L’Etat mauritanien est foncièrement désincarné : entre farce grossière et arlequinades mortifères, le chaos et le désordre liment leur barbe édentée au grand bonheur des amateurs du népotisme qui profitent de la situation pour donner des postes de responsabilité aux pleure-misères non-qualifiés, ils en donnent même à des coqs de bassecour qui ne savent pas chanter le matin pour accompagner le soleil qui se lève. Cette désincarnation ravive les flammes de la misère des idéologies pestilentielles qui déroulent une violente préférence ethnique où les Maures sont royalement favorisés pendant que les autres franges de la population croupissent dans des lits rembourrés avec des noyaux de pêches. Ces franges de sommeils tourmentés, essentiellement noires, marchent sans avancer dans une vie démantibulée où la balkanisation tient majestueusement sa ronde. Ces franges tournent sans trêve comme des écureuils en cage sous un soleil travesti, étreint par les lianes de la haine.
Entraînée jusqu’au fanatisme primaire par un pouvoir inerte et aveugle, la Mauritanie n’est plus qu’un rêve d’une pittoresque suprématie maure, elle devient davantage le pays où les lierres des identités ayant des meurtrissures dans la peau installent des frontières impériales entre peuplades qui doivent pourtant s’emmêler sans se confondre. Ainsi, dans les fanges de l’administration mauritanienne, l’autre, le non-maure, est un sujet antagoniste qu’il faut dominer ou neutraliser complètement. En témoigne l’incroyable injustice infligée à Mamadou Saada Sow. Ce jeune sergent de 36 ans fut sous-officier pendant plus de dix ans au sein de l’armée mauritanienne. Il a toujours exercé son métier avec passion, dévouement et engagement. Il est animé par un devoir de responsabilité qui lui valut une incompréhensible aversion de la part de sa hiérarchie. Porté par le désir de faire mieux, il s’est présenté à un concours en janvier 2023 pour jouir d’une promotion dans l’infanterie et occuper de hautes fonctions. À la publication des résultats, il est déclaré admis et major mais il n’a jamais obtenu le grade. Outre la non-obtention du grade tant mérité, il fut ostracisé par le colonel qui dirigeait – et qui dirige encore, hélas – le bataillon auquel il appartenait. Après de nombreuses rétrogrades et humiliations, ce colonel du colonialisme endogène de la Mauritanie contraint le sergent de 36 ans à la démission.
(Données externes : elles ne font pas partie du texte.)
//! Backend registry
//!
//! Backends are registered explicitly through their `CustomBackend`
//! implementation. Each backend module contributes a descriptor to
//! `BackendRegistry::builtin`; hosts can add their own with `register`.

use std::any::TypeId;
use std::collections::BTreeMap;
use std::fmt;

use crate::backend::{CustomBackend, Nextcloud, StorageBackend};
use crate::resolver::ResolvedOptions;

/// Constructor stored in a descriptor
pub type BackendConstructor = fn(&ResolvedOptions) -> Box<dyn StorageBackend>;

/// Metadata about a backend type, available without an instance
#[derive(Clone, Copy)]
pub struct BackendDescriptor {
    /// Type path of the backend, e.g. `storage_switch::backend::nextcloud::Nextcloud`
    pub identifier: &'static str,
    pub type_id: TypeId,
    /// Unique display name, also the config key prefix
    pub display_name: &'static str,
    pub required_options: &'static [&'static str],
    pub constructor: BackendConstructor,
}

fn construct<B: CustomBackend>(options: &ResolvedOptions) -> Box<dyn StorageBackend> {
    Box::new(B::from_options(options))
}

impl BackendDescriptor {
    /// Describe the backend type `B`
    pub fn of<B: CustomBackend>() -> Self {
        Self {
            identifier: std::any::type_name::<B>(),
            type_id: TypeId::of::<B>(),
            display_name: B::NAME,
            required_options: B::REQUIRED_OPTIONS,
            constructor: construct::<B>,
        }
    }

    /// Short type name, without the module path
    pub fn type_name(&self) -> &'static str {
        self.identifier
            .rsplit("::")
            .next()
            .unwrap_or(self.identifier)
    }

    /// Build an instance from resolved options
    pub fn instantiate(&self, options: &ResolvedOptions) -> Box<dyn StorageBackend> {
        (self.constructor)(options)
    }
}

impl fmt::Debug for BackendDescriptor {
    fn fmt(&self, f: &mut fmt::Formatter<'_>) -> fmt::Result {
        f.debug_struct("BackendDescriptor")
            .field("identifier", &self.identifier)
            .field("display_name", &self.display_name)
            .field("required_options", &self.required_options)
            .finish()
    }
}

/// The set of custom backends that may be selected
#[derive(Clone, Debug, Default)]
pub struct BackendRegistry {
    descriptors: Vec<BackendDescriptor>,
}

impl BackendRegistry {
    /// Create an empty registry
    pub fn new() -> Self {
        Self::default()
    }

    /// Registry holding every backend shipped with this crate
    pub fn builtin() -> Self {
        let mut registry = Self::new();
        registry.register::<Nextcloud>();
        registry
    }

    /// Register backend type `B`. Returns whether it was accepted.
    pub fn register<B: CustomBackend>(&mut self) -> bool {
        self.register_descriptor(BackendDescriptor::of::<B>())
    }

    /// Register a descriptor.
    ///
    /// Descriptors with a blank display name, or whose type or display name
    /// is already registered, do not participate and are dropped.
    pub fn register_descriptor(&mut self, descriptor: BackendDescriptor) -> bool {
        if descriptor.display_name.trim().is_empty() {
            log::debug!("Ignoring backend {} with blank name", descriptor.identifier);
            return false;
        }

        if let Some(existing) = self.descriptors.iter().find(|d| {
            d.type_id == descriptor.type_id || d.display_name == descriptor.display_name
        }) {
            log::debug!(
                "Ignoring backend {} ({}): already registered as {} ({})",
                descriptor.identifier,
                descriptor.display_name,
                existing.identifier,
                existing.display_name
            );
            return false;
        }

        self.descriptors.push(descriptor);
        true
    }

    /// All registered descriptors, in registration order
    pub fn discover_backends(&self) -> &[BackendDescriptor] {
        &self.descriptors
    }

    /// Map of short type name to display name
    pub fn backend_names(&self) -> BTreeMap<&'static str, &'static str> {
        self.descriptors
            .iter()
            .map(|d| (d.type_name(), d.display_name))
            .collect()
    }

    /// Find the descriptor with the given display name
    pub fn find(&self, display_name: &str) -> Option<&BackendDescriptor> {
        self.descriptors
            .iter()
            .find(|d| d.display_name == display_name)
    }

    pub fn len(&self) -> usize {
        self.descriptors.len()
    }

    pub fn is_empty(&self) -> bool {
        self.descriptors.is_empty()
    }
}

#[cfg(test)]
mod tests {
    use super::*;
    use crate::backend::BackendError;
    use object_store::ObjectStore;
    use std::sync::Arc;

    #[derive(Debug)]
    struct Blank;

    impl StorageBackend for Blank {
        fn name(&self) -> &str {
            Self::NAME
        }

        fn is_configured(&self) -> bool {
            false
        }

        fn data(&self, _path_prefix: &str) -> Result<Arc<dyn ObjectStore>, BackendError> {
            Err(BackendError::NotConfigured(Self::NAME.to_string()))
        }

        fn data_name(&self) -> String {
            String::new()
        }
    }

    impl CustomBackend for Blank {
        const NAME: &'static str = "  ";
        const REQUIRED_OPTIONS: &'static [&'static str] = &[];

        fn from_options(_options: &ResolvedOptions) -> Self {
            Blank
        }
    }

    #[test]
    fn test_builtin_has_nextcloud() {
        let registry = BackendRegistry::builtin();
        assert_eq!(registry.len(), 1);

        let descriptor = registry.find("Nextcloud").unwrap();
        assert_eq!(
            descriptor.required_options,
            &["userName", "password", "nextcloudUrl", "folderName"]
        );
        assert_eq!(descriptor.type_name(), "Nextcloud");
    }

    #[test]
    fn test_backend_names() {
        let names = BackendRegistry::builtin().backend_names();
        assert_eq!(names.get("Nextcloud"), Some(&"Nextcloud"));
    }

    #[test]
    fn test_duplicate_registration_is_ignored() {
        let mut registry = BackendRegistry::builtin();
        assert!(!registry.register::<Nextcloud>());
        assert_eq!(registry.len(), 1);
    }

    #[test]
    fn test_blank_name_is_ignored() {
        let mut registry = BackendRegistry::new();
        assert!(!registry.register::<Blank>());
        assert!(registry.is_empty());
    }

    #[test]
    fn test_discovery_is_repeatable() {
        let registry = BackendRegistry::builtin();
        let first: Vec<_> = registry.discover_backends().iter().map(|d| d.identifier).collect();
        let second: Vec<_> = registry.discover_backends().iter().map(|d| d.identifier).collect();
        assert_eq!(first, second);
    }

    #[test]
    fn test_instantiate_uses_options() {
        let descriptor = BackendDescriptor::of::<Nextcloud>();
        let options: ResolvedOptions = [
            ("userName", "u"),
            ("password", "p"),
            ("nextcloudUrl", "https://x.org"),
            ("folderName", "wt"),
        ]
        .into_iter()
        .collect();

        let backend = descriptor.instantiate(&options);
        assert_eq!(backend.name(), "Nextcloud");
        assert!(backend.is_configured());
    }
}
Soyons encore précis ! Ce qui frappe l’entendement, c’est que certains anciens camarades maures de Mamadou Saada Sow qui ne sont plus militaires ont été déclarés admis et ont obtenu le grade du concours de janvier 2023 sans jamais se présenter à l’examen. Il s’agit des déserteurs, deux d’entre eux seraient installés au Qatar bien avant la Coupe du monde de football de 2022. Au plus haut sommet de l’Etat, les Cornichons des scandales tus diront ceci avec impertinence et mépris : c’est la Mauritanie, ne cherchez pas à comprendre, passons ! Effectivement, tout se justifie dans une telle république curieuse où la confusion et la pagaille règnent avec frénésie. Ce niveau d’avilissement, doublé d’une haine souterraine, atteint la phase terminale des pestilences mirifiques du racisme. Quel malheur !!!
Au non du honteux ostracisme mauritanien, des âmes sont tourmentées de jour et de nuit, et les nonchalantes autorités approuvent mécaniquement. On nous refuse l’accès à la dignité et les responsables politiques s’enjaillent en permanence. Lorsque, dans d’autres circonstances, la Palestine est touchée en plein cœur, des hommes en robe, cheveux dans le vent, inondent les rues de Nouakchott pour réclamer justice et dignité. C’est bien légitime ! Il faut le faire ni repos ni trêve ! Mais quand il s’agit de s’élever contre le racisme dont les franges noires du pays sont victimes, ces mêmes hommes en soutane adoptent une attitude hypocrite en manifestant fièrement leur indifférence. C’est ce qu’il convient de combattre à travers toutes les circonstances de l’existence. Il faut agir sans barguigner avant qu’il ne soit bien tard !
Les Mauritaniens ostracisés et les Mauritaniens de bonne volonté doivent sortir des fers nauséabonds de la fatalité pour embrasser l’engagement du corps et de l’esprit. La pensée de la fatalité éloigne les Mauritaniens du devoir de responsabilité. Plutôt que d’espérer le changement, il faut apposer son sceau dans la chair du soleil du présent immédiat et forcer l’avenir à s’aligner sur la conscience du désir d’autre chose, initié par l’engagement qui émanerait du devoir de responsabilité. C’est dans cet esprit du marronnage juste et nécessaire qu’on développera une culture guerrière qui portera à la bouche l’aube d’une vie neuve.